Season 2 picks up 10 months after a mass shooting at a musical festival led to an influx of 100 patients coming through the Pittsburgh Trauma Medical Center (PTMC) doors in a short burst. Rather than mess with the hit formula that saw the HBO Max medical drama from creator R. Scott Gemmill win Outstanding Drama at the Emmys and the Critics’ Choice Awards, and dominate Best of 2025 lists, the sophomore outing follows the same structure: Fifteen episodes, each devoted to one hour of a 15-hour shift.

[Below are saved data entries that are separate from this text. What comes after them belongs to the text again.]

//! Signing mechanisms a token offers for its own key

use tracing::{debug, warn};

use crate::error::TokenSignResult;
use crate::logic::filter_mechanisms;
use crate::model::{MechanismDescriptor, SlotId};
use crate::ports::{RuntimeLoader, TokenRuntime};

use super::resolve_key::key_family_on;
use super::session::locate_slot;

/// Mechanisms of `slot` that can sign and fit the token's key family
///
/// Order follows the slot's advertised order; callers use the first entry
/// as the default. A mechanism whose info cannot be read is skipped.
pub fn list_signing_mechanisms<L: RuntimeLoader>(
    loader: &L,
    slot: SlotId,
) -> TokenSignResult<Vec<MechanismDescriptor>> {
    let runtime = loader.load()?;
    let slot = locate_slot(&runtime, slot)?;
    let family = key_family_on(&runtime, slot);

    let advertised = runtime.mechanism_list(slot)?;
    let infos: Vec<_> = advertised
        .into_iter()
        .filter_map(|mechanism| match runtime.mechanism_info(slot, mechanism) {
            Ok(info) => Some(info),
            Err(e) => {
                warn!("Skipping {} on slot {}: {}", mechanism, slot, e);
                None
            }
        })
        .collect();

    let mechanisms = filter_mechanisms(&infos, family);
    debug!(
        "{} of {} mechanisms usable with the {} key on slot {}",
        mechanisms.len(),
        infos.len(),
        family,
        slot
    );
    Ok(mechanisms)
}
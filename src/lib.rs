//! Sign and verify files with keys that never leave a PKCS#11 token

pub mod adapters;
pub mod api;
pub mod config;
pub mod error;
mod logic;
pub mod model;
pub mod ports;
pub mod use_cases;
mod worker;

// Re-export commonly used types
pub use config::Config;
pub use error::{ErrorKind, TokenSignError, TokenSignResult};
pub use logic::{filter_mechanisms, prepare_input};
pub use worker::TokenWorker;

// Re-export public API
pub use api::{
    list_signing_mechanisms, list_tokens, resolve_key_family, sign, sign_file, verify,
    verify_file,
};
//! Error types for tokensign
//!
//! Errors are organized hierarchically like the token runtime they come
//! from: loading the runtime, talking to a token, finding keys, and running
//! the signature primitives. `TokenSignError::kind` flattens them for
//! callers that only need to branch on what went wrong.

use std::path::PathBuf;

use thiserror::Error;

use crate::model::SlotId;

/// Result type alias for tokensign operations
pub type TokenSignResult<T> = Result<T, TokenSignError>;

/// Top-level error type for all tokensign operations
#[derive(Error, Debug)]
pub enum TokenSignError {
    /// The token runtime could not be used at all
    #[error("Token runtime error: {0}")]
    Runtime(#[from] RuntimeError),

    /// A specific token misbehaved or went away
    #[error("Token error: {0}")]
    Token(#[from] TokenError),

    /// Key lookup errors
    #[error("Key error: {0}")]
    Key(#[from] KeyError),

    /// Signature primitive errors
    #[error("Cryptographic error: {0}")]
    Crypto(#[from] CryptoError),

    /// Domain validation errors
    #[error("Validation error: {0}")]
    Domain(#[from] DomainError),

    /// Reading the payload or writing the signature failed
    #[error("I/O error on {}: {source}", path.display())]
    Io {
        path: PathBuf,
        #[source]
        source: std::io::Error,
    },

    /// The background task running a token operation died
    #[error("Background task failed: {reason}")]
    Worker { reason: String },
}

/// Token runtime (module loading) errors
#[derive(Error, Debug)]
pub enum RuntimeError {
    /// Loading or initializing the PKCS#11 module failed
    #[error("Token runtime unavailable: {reason}")]
    Unavailable { reason: String },
}

/// Token-related errors
#[derive(Error, Debug)]
pub enum TokenError {
    /// Token info for a slot could not be read
    #[error("Failed to read token info for slot {slot_id}: {reason}")]
    MetadataRead { slot_id: SlotId, reason: String },

    /// The token is no longer present
    #[error("Selected token not found (slot {slot_id})")]
    NotFound { slot_id: SlotId },

    /// Login with the user PIN failed
    #[error("Token authentication failed: {reason}")]
    AuthenticationFailed { reason: String },

    /// Opening a session or another token call failed
    #[error("Token communication failed: {reason}")]
    CommunicationFailed { reason: String },
}

/// Key lookup errors
#[derive(Error, Debug)]
pub enum KeyError {
    /// Reading the key's type failed
    #[error("Failed to resolve key type: {reason}")]
    ResolutionFailed { reason: String },

    /// No private key with `CKA_SIGN` on the token
    #[error("No private signing key found on token")]
    NoSigningKey,

    /// No public key object on the token
    #[error("No public key found on token")]
    NoPublicKey,
}

/// Signature primitive errors
#[derive(Error, Debug)]
pub enum CryptoError {
    /// The sign or verify call itself failed
    #[error("{operation} operation failed: {reason}")]
    OperationFailed {
        operation: CryptoOperation,
        reason: String,
    },

    /// The mechanism cannot be driven by this runtime
    #[error("Mechanism not supported: {mechanism}")]
    UnsupportedMechanism { mechanism: String },
}

#[derive(Debug, Clone, Copy, PartialEq, Eq)]
pub enum CryptoOperation {
    Sign,
    Verify,
}

impl std::fmt::Display for CryptoOperation {
    fn fmt(&self, f: &mut std::fmt::Formatter<'_>) -> std::fmt::Result {
        match self {
            Self::Sign => f.write_str("Sign"),
            Self::Verify => f.write_str("Verify"),
        }
    }
}

/// Domain validation errors
#[derive(Error, Debug)]
pub enum DomainError {
    /// PIN validation error
    #[error("PIN validation error: {0}")]
    Pin(#[from] crate::model::PinError),

    /// Mechanism parsing error
    #[error("Mechanism error: {0}")]
    Mechanism(#[from] crate::model::MechanismError),

    /// Signature file naming error
    #[error("Signature artifact error: {0}")]
    Artifact(#[from] crate::model::ArtifactError),
}

/// Flat view of the error taxonomy
#[derive(Debug, Clone, Copy, PartialEq, Eq, Hash)]
pub enum ErrorKind {
    RuntimeUnavailable,
    TokenMetadataReadFailure,
    TokenNotFound,
    /// A token call failed for a reason other than removal or a bad PIN
    /// (`C_OpenSession`, `C_FindObjects`, `C_Logout`, ...)
    TokenCommunicationFailure,
    KeyResolutionFailure,
    AuthenticationFailure,
    NoSigningKey,
    NoPublicKey,
    CryptoOperationFailure,
    IoFailure,
    /// A PIN, mechanism or signature path was rejected before any token call
    InvalidInput,
    /// The background task running the operation panicked or was cancelled
    Internal,
}

impl TokenSignError {
    pub fn kind(&self) -> ErrorKind {
        match self {
            Self::Runtime(RuntimeError::Unavailable { .. }) => ErrorKind::RuntimeUnavailable,
            Self::Token(TokenError::MetadataRead { .. }) => ErrorKind::TokenMetadataReadFailure,
            Self::Token(TokenError::NotFound { .. }) => ErrorKind::TokenNotFound,
            Self::Token(TokenError::AuthenticationFailed { .. }) => {
                ErrorKind::AuthenticationFailure
            }
            Self::Token(TokenError::CommunicationFailed { .. }) => {
                ErrorKind::TokenCommunicationFailure
            }
            Self::Key(KeyError::ResolutionFailed { .. }) => ErrorKind::KeyResolutionFailure,
            Self::Key(KeyError::NoSigningKey) => ErrorKind::NoSigningKey,
            Self::Key(KeyError::NoPublicKey) => ErrorKind::NoPublicKey,
            Self::Crypto(_) => ErrorKind::CryptoOperationFailure,
            Self::Domain(_) => ErrorKind::InvalidInput,
            Self::Io { .. } => ErrorKind::IoFailure,
            Self::Worker { .. } => ErrorKind::Internal,
        }
    }

    pub(crate) fn io(path: impl Into<PathBuf>, source: std::io::Error) -> Self {
        Self::Io {
            path: path.into(),
            source,
        }
    }
}

impl From<crate::model::PinError> for TokenSignError {
    fn from(err: crate::model::PinError) -> Self {
        TokenSignError::Domain(DomainError::Pin(err))
    }
}

impl From<crate::model::MechanismError> for TokenSignError {
    fn from(err: crate::model::MechanismError) -> Self {
        TokenSignError::Domain(DomainError::Mechanism(err))
    }
}

impl From<crate::model::ArtifactError> for TokenSignError {
    fn from(err: crate::model::ArtifactError) -> Self {
        TokenSignError::Domain(DomainError::Artifact(err))
    }
}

Another day of work kicks off at 7:00 am, with a blast of patriotism: It is the Fourth of July! Expect an array of injuries as temperatures, alcohol intake, and firework usage rise. In the first hour alone, the team treats a man with a dishwasher-related knife wound (which is far more serious than it sounds), showcasing how far Victoria and newly qualified Dr. Whitaker (Gerran Howell) have come since we last saw them.

Now a fourth-year student doctor, Victoria’s confidence and strong stomach have grown; she is quick to jump in during a particularly tricky (and bloody) procedure. Much like her character, Azeez has gone on quite the journey since the show’s debut last year, and she’s ready to spill.

Season 1 was an incubator, in a way that was very special and will never happen again. I definitely cherish that eight-month period of my life so much,” Azeez tells The Daily Beast’s Obsessed. “For me, it was when the Emmy stuff started, I was like, ‘Oh, my life has changed.’” The Australian actress had a banner 2025; The Pitt is not her only acclaimed project. She attended film festivals like the Berlinale in Germany with Lesbian Space Princess, a delightful and hilarious animated movie in which Azeez plays the titular royal.

While The Pitt is a juggernaut success, it hasn’t changed the day-to-day running of production. “They’ve worked hard to keep the set the same. We’re really holding onto the things that made it special the first time, and the same people, even the same background [actors],” says Azeez. She is glad to “be working in a place that’s holding on to that integrity and that safety and that family bubble that existed before the Emmys.”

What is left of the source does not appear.